#### EXERCISE DESCRIPTION
The first line of the entries through the line bearing "let entry = entry?;": copy these lines exactly and return nothing else.

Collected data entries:

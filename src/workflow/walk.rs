//! Directory walk applying one normalization pass to every workflow file.
use super::document::WorkflowDocument;
use super::pass::{Change, NormalizationPass};
use crate::report;
use crate::util::display_path;
use anyhow::{Context, Result};
use std::fs;
use std::io::Write;
use std::path::{Path, PathBuf};

#[derive(Debug, Clone, Copy, Default, PartialEq, Eq)]
pub struct WalkSummary {
    pub total: usize,
    pub fixed: usize,
    pub failed: usize,
}

/// Every `.json` file under `root`, ordered by the full path string.
pub fn collect_json_files(root: &Path) -> Result<Vec<PathBuf>> {
    let mut files = Vec::new();
    if !root.exists() {
        return Ok(files);
    }
    for entry in fs::read_dir(root).with_context(|| format!("read {}", root.display()))? {
        let entry = entry?;
        let path = entry.path();
        if path.is_dir() {
            files.extend(collect_json_files(&path)?);
        } else if path.is_file() && is_json(&path) {
            files.push(path);
        }
    }
    files.sort_by_cached_key(|path| path.to_string_lossy().into_owned());
    Ok(files)
}

fn is_json(path: &Path) -> bool {
    path.extension().and_then(|ext| ext.to_str()) == Some("json")
}

/// Run `pass` over one file, rewriting it in place when anything changed.
pub fn normalize_file(path: &Path, pass: NormalizationPass) -> Result<Vec<Change>> {
    let raw = fs::read_to_string(path).with_context(|| format!("read {}", path.display()))?;
    if !pass.may_apply(&raw) {
        return Ok(Vec::new());
    }
    let mut doc = WorkflowDocument::parse(&raw)?;
    let changes = pass.apply(&mut doc);
    if !changes.is_empty() {
        write_in_place(path, &doc.to_pretty_json()?)?;
        tracing::info!(path = %path.display(), changes = changes.len(), "workflow rewritten");
    }
    Ok(changes)
}

/// Replace `path` through a sibling temp file so a failed write never
/// truncates the original.
fn write_in_place(path: &Path, text: &str) -> Result<()> {
    let dir = path.parent().unwrap_or_else(|| Path::new("."));
    let mut tmp = tempfile::NamedTempFile::new_in(dir)
        .with_context(|| format!("create temp file in {}", dir.display()))?;
    tmp.write_all(text.as_bytes())
        .with_context(|| format!("write {}", path.display()))?;
    tmp.persist(path)
        .with_context(|| format!("replace {}", path.display()))?;
    Ok(())
}

/// Walk `root` and report per file. `None` means the directory is missing.
pub fn walk(root: &Path, pass: NormalizationPass) -> Result<Option<WalkSummary>> {
    if !root.is_dir() {
        report::workflow_dir_missing(root);
        return Ok(None);
    }
    let files = collect_json_files(root)?;
    report::walk_started(files.len());

    let mut summary = WalkSummary {
        total: files.len(),
        ..WalkSummary::default()
    };
    for file in &files {
        report::walk_file(&display_path(file, Some(root)));
        match normalize_file(file, pass) {
            Ok(changes) if changes.is_empty() => report::walk_unchanged(pass.unchanged_label()),
            Ok(changes) => {
                for change in &changes {
                    tracing::debug!(node = %change.node_id, %change, "input rewritten");
                    report::walk_change(change);
                }
                report::walk_fixed();
                summary.fixed += 1;
            }
            Err(err) => {
                tracing::warn!(path = %file.display(), error = %err, "workflow skipped");
                report::walk_error(file, &err);
                summary.failed += 1;
            }
        }
    }
    print!("{}", report::render_walk_summary(&summary));
    Ok(Some(summary))
}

#### SOLUTION FOR THIS EXERCISE
filename src/workflow/walk.rs
//! Directory walk applying one normalization pass to every workflow file.
use super::document::WorkflowDocument;
use super::pass::{Change, NormalizationPass};
use crate::report;
use crate::util::display_path;
use anyhow::{Context, Result};
use std::fs;
use std::io::Write;
use std::path::{Path, PathBuf};

#[derive(Debug, Clone, Copy, Default, PartialEq, Eq)]
pub struct WalkSummary {
    pub total: usize,
    pub fixed: usize,
    pub failed: usize,
}

/// Every `.json` file under `root`, ordered by the full path string.
pub fn collect_json_files(root: &Path) -> Result<Vec<PathBuf>> {
    let mut files = Vec::new();
    if !root.exists() {
        return Ok(files);
    }
    for entry in fs::read_dir(root).with_context(|| format!("read {}", root.display()))? {
        let entry = entry?;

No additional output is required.